> [Data entries]
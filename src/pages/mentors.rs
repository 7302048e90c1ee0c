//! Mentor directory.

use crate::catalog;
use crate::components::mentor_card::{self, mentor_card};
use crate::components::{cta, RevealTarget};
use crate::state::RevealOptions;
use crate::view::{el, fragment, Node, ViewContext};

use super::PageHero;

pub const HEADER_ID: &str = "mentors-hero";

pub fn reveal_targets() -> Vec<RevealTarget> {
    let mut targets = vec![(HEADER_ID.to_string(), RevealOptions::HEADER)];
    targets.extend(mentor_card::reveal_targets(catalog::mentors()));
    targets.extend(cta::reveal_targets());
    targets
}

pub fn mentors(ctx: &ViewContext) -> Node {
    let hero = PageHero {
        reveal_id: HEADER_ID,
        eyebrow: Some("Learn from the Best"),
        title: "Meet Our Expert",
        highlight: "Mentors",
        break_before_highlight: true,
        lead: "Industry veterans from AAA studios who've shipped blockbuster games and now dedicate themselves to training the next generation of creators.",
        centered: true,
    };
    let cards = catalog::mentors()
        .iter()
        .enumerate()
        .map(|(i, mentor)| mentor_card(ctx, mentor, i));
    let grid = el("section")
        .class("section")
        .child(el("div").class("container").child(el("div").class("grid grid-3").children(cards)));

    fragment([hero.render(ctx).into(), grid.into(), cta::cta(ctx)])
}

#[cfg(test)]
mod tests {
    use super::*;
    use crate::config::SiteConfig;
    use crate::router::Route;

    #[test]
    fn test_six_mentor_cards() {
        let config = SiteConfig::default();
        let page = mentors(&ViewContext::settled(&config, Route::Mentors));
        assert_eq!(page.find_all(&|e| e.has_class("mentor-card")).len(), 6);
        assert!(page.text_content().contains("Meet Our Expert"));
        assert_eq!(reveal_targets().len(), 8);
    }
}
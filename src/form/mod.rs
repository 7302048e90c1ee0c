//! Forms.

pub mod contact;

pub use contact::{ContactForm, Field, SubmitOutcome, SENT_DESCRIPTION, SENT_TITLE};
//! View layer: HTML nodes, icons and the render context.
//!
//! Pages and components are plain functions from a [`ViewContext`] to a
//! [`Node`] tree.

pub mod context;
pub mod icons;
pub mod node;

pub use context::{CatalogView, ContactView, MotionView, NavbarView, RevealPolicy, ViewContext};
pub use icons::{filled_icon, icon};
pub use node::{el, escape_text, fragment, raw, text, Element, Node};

> [Task objective]
For the word "Expert", find every line in the data that holds it and copy that line.

> [Output]
        title: "Meet Our Expert",
        assert!(page.text_content().contains("Meet Our Expert"));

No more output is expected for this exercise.